Al sistema de salud en Colombia le sucede como a aquellos enfermos que salen de la sala de reanimación, pero no por ello pueden dejar el área de cuidados intensivos ni mucho menos ser dados de alta. Es verdad que la percepción de hace unos meses -cuando parecía que se iba a caer la estantería- ha sido remplazada por una menos angustiosa, pero se engañan quienes creen que el tema está solucionado.
El problema, para decirlo con claridad, es que el esquema actual es insostenible. A pesar de que este involucró recursos por unos 34 billones de pesos el año pasado, sin incluir la medicina prepagada ni los regímenes especiales, las cuentas no dan todavía.
Más aún, la unificación de los planes de beneficios entre contributivo y subsidiado, junto con la aplicación de la ley estatutaria del sector, exigirán un esfuerzo mayor de las finanzas públicas. A lo anterior hay que agregar el inevitable envejecimiento de la población colombiana que hará todo más costoso.
Pero sin llegar tan lejos, vale la pena señalar que las urgencias están ahí. No hay duda de que estas disminuyeron después de que se incrementó el monto de la Unidad de Pago por Capitación, que equivale a la prima que se cancela por cada asegurado, o se giraron recursos de aquí y allá. El problema es que el lío de fondo es el mismo.
Esa impresión es evidente cuando se miran las cuentas de las EPS que prestan sus servicios tanto en el régimen contributivo como en el subsidiado. El año pasado, las 15 entidades que operan en el primer grupo registraron pérdidas por 310.544 millones de pesos, mientras que las 33 del segundo tuvieron un saldo en rojo de 622.239 millones.

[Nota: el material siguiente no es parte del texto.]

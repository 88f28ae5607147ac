use std::{
    collections::{HashMap, HashSet},
    path::PathBuf,
    sync::Arc,
};

use chrono::Utc;
use tracing::{error, info, warn};

use crate::{
    catalog::{
        category::UNCATEGORIZED,
        fingerprint::{image_hash, sha256_hex, strong_fingerprint, ResolvedFields},
        parser::parse_catalog,
        scanner::scan_catalog,
        types::{Candidate, CatalogScan, ParsedItem},
    },
    core::{
        errors::{AppError, AppResult},
        types::{
            normalize_issues, BaselineItem, CacheEntry, CatalogItemRecord, CatalogParseSummary, ChangeType,
            ClaimedJob, JobItemRecord, JobItemStatus, ParseIssue,
        },
    },
    db::{
        repositories::{cache, catalog_items, catalogs, job_items, jobs},
        Database,
    },
    sidecar::layout_reader::DocumentExtractor,
    storage::{ObjectStore, DOCUMENT_BUCKET, IMAGE_BUCKET},
    sync::{
        diff::{classify_change, count_removed, ChangeCounts},
        progress::{
            processing_summary, ProgressCounters, LABEL_FULL_PARSE_PROCESSING, LABEL_REUSING_CACHED_ITEMS,
        },
        verification::build_capture_verification,
    },
};

const MISSING_FROM_FULL_PARSE: &str = "SKU not found in full parse output";
const STAGED_DOCUMENT_NAME: &str = "catalog-document";
const DEFAULT_IMAGE_EXTENSION: &str = "jpg";

/// Result of one queued item within a run. Never aborts the batch.
#[derive(Debug, Clone, PartialEq, Eq)]
pub enum ItemOutcome {
    Processed,
    Failed(String),
}

/// Result of one claimed job after its bookkeeping has been persisted.
#[derive(Debug)]
pub enum JobOutcome {
    Completed(Box<CatalogParseSummary>),
    Failed(AppError),
}

#[derive(Clone)]
pub struct SyncEngine {
    db: Database,
    store: Arc<dyn ObjectStore>,
    extractor: Arc<dyn DocumentExtractor>,
}
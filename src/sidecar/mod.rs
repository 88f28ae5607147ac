pub mod layout_reader;
pub mod types;
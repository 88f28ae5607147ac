use std::collections::{HashMap, HashSet};

use crate::core::types::{BaselineItem, ChangeType};

/// Classifies one current item against the baseline by strong fingerprint.
pub fn classify_change(sku: &str, signature: &str, baseline: &HashMap<String, BaselineItem>) -> ChangeType {
    match baseline.get(sku) {
        None => ChangeType::New,
        Some(previous) if previous.signature == signature => ChangeType::Unchanged,
        Some(_) => ChangeType::Updated,
    }
}

/// Baseline SKUs absent from the current run. Counted only, never materialized.
pub fn count_removed(baseline: &HashMap<String, BaselineItem>, current_skus: &HashSet<&str>) -> i64 {
    baseline
        .keys()
        .filter(|sku| !current_skus.contains(sku.as_str()))
        .count() as i64
}

#[derive(Debug, Clone, Copy, Default, PartialEq, Eq)]
pub struct ChangeCounts {
    pub new_items: i64,
    pub updated_items: i64,
    pub unchanged_items: i64,
}

impl ChangeCounts {
    pub fn record(&mut self, change: ChangeType) {
        match change {
            ChangeType::New => self.new_items += 1,
            ChangeType::Updated => self.updated_items += 1,
            ChangeType::Unchanged => self.unchanged_items += 1,
            ChangeType::Removed => {}
        }
    }
}
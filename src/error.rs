//! The demangler's closed error type (§7).
//!
//! Every variant below corresponds 1:1 to an error kind spec §7 names. The
//! policy spec §7 describes is enforced by the callers, not by this type:
//! speculative parses (every `try_*`) catch an `Err` here, restore the
//! cursor via [`crate::cursor::Cursor::restore`], and report "not matched"
//! to *their* caller rather than propagating. Only a failure inside a
//! committed production reaches the public entry points.

/// Errors produced while demangling a Swift symbol or type.
#[derive(Debug, Clone, PartialEq, Eq, thiserror::Error)]
pub enum DemangleError {
    #[error("empty input")]
    EmptyInput,

    #[error("unexpected end of input, expected {expected}")]
    UnexpectedEnd { expected: &'static str },

    #[error("unexpected byte at {pos}: found {found:?}, expected {expected}")]
    UnexpectedByte {
        pos: usize,
        found: u8,
        expected: &'static str,
    },

    #[error("bad number at {pos}")]
    BadNumber { pos: usize },

    #[error("bad identifier length at {pos}")]
    BadIdentifierLength { pos: usize },

    #[error("truncated symbolic reference at {pos}")]
    TruncatedSymbolicReference { pos: usize },

    #[error("symbolic reference without resolver at {pos}")]
    MissingResolver { pos: usize },

    #[error("bad substitution index {index} (have {size})")]
    BadSubstitutionIndex { index: usize, size: usize },

    #[error("unterminated {construct}")]
    UnterminatedConstruct { construct: &'static str },

    #[error("unsupported sequence at {pos}")]
    UnsupportedSequence { pos: usize },

    #[error("trailing input at {pos}")]
    TrailingInput { pos: usize },

    #[error("no progress at {pos}")]
    NoProgress { pos: usize },
}

pub type Result<T> = std::result::Result<T, DemangleError>;
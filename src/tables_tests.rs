use super::*;

#[test]
fn known_short_type_resolves_int() {
    let node = known_short_type("i").unwrap();
    assert_eq!(node.text(), Some("Swift.Int"));
    assert_eq!(node.kind(), NodeKind::Struct);
}

#[test]
fn known_short_type_rejects_unknown_code() {
    assert!(known_short_type("zz").is_none());
}

#[test]
fn accessor_kind_matches_single_byte_codes() {
    assert_eq!(AccessorKind::from_code(b"g"), Some(AccessorKind::Getter));
    assert_eq!(AccessorKind::from_code(b"s"), Some(AccessorKind::Setter));
    assert_eq!(AccessorKind::from_code(b"W"), Some(AccessorKind::DidSet));
}

#[test]
fn accessor_kind_matches_two_byte_addressor_codes() {
    assert_eq!(AccessorKind::from_code(b"aO"), Some(AccessorKind::UnsafeAddressor));
    assert_eq!(AccessorKind::from_code(b"lu"), Some(AccessorKind::NativeMutableAddressor));
}

#[test]
fn accessor_kind_rejects_unknown_code() {
    assert!(AccessorKind::from_code(b"zz").is_none());
}

#[test]
fn accessor_kind_label_matches_code() {
    assert_eq!(AccessorKind::Getter.label(), "getter");
    assert_eq!(AccessorKind::NativeMutableAddressor.label(), "nativeMutableAddressor");
}

#[test]
fn descriptor_suffix_resolves_property_descriptor() {
    let suffix = DescriptorSuffix::from_code(b"MV").unwrap();
    assert_eq!(suffix.node_kind(), NodeKind::PropertyDescriptor);
    assert_eq!(suffix.phrase(), "property descriptor for ");
}

#[test]
fn descriptor_suffix_rejects_unknown_code() {
    assert!(DescriptorSuffix::from_code(b"Zz").is_none());
}

#[test]
fn impl_conventions_cover_documented_codes() {
    assert_eq!(impl_parameter_convention(b'i'), Some("@in"));
    assert_eq!(impl_result_convention(b'o'), Some("@owned"));
    assert_eq!(impl_callee_convention(b't'), Some("@convention(thin)"));
    assert_eq!(impl_coroutine_kind(b'A'), Some("yield_once"));
}

#[test]
fn impl_conventions_reject_unknown_codes() {
    assert_eq!(impl_parameter_convention(b'Z'), None);
    assert_eq!(impl_result_convention(b'Z'), None);
    assert_eq!(impl_callee_convention(b'Z'), None);
    assert_eq!(impl_coroutine_kind(b'Z'), None);
}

No es la primera vez que eso sucede. El acumulado de los balances históricos muestra que hay un patrimonio negativo de 1,8 billones de pesos, lo cual quiere decir que en conjunto esta parte del sistema se encuentra quebrada. Claro, hay compañías que han logrado subsistir y todavía pasan los exámenes de viabilidad, pero buena parte de los más de 41 millones de afiliados a la salud que hay en el país reciben sus servicios de una institución que no tiene futuro financiero.
En respuesta, el Gobierno expidió un decreto de habilitación que busca que en un plazo de siete años las entidades se recapitalicen, usando incluso ayudas estatales. La intención es replicar -guardadas las proporciones- lo que se hizo en el sector bancario a finales del siglo pasado.
Con base en las cifras actuales, el exsuperintendente Augusto Acosta ha estimado que se requeriría un patrimonio positivo de 2,1 billones de pesos. Y como hay que borrar el faltante que viene, la inyección debería ascender a unos 4 billones.
Convencer a los socios de las EPS para que apropien esos fondos no es un esfuerzo menor en condiciones normales. Pero dicha labor se puede calificar de imposible en las circunstancias presentes cuando la siniestralidad oscila entre 94 y 101 por ciento. Dicho de manera más directa, nadie va a meter plata para perderla, sobre todo en un país que se enamoró del lema según el cual ‘la salud no es un negocio’.
Por tal razón, las autoridades tienen la responsabilidad de enviar las señales económicas correctas. Estas consisten en demostrar que la operación de las EPS es sostenible, obviamente dentro de un marco bien regulado y con una supervisión efectiva de la Superintendencia del ramo.
Negarse a hacerlo es llegar a la nacionalización por la puerta de atrás. Y aunque no faltan quienes por creencias políticas consideran que todo el aparato de salud debe ser público, basta detenerse en experiencias como las de Caprecom y sus billonarias pérdidas para pensarlo dos veces.
Por eso es mejor que el enfermo se reponga y salga de la clínica por sí solo, lo cual obliga a continuar con un tratamiento que exige paciencia, dedicación y más sacrificios. No hay más remedio.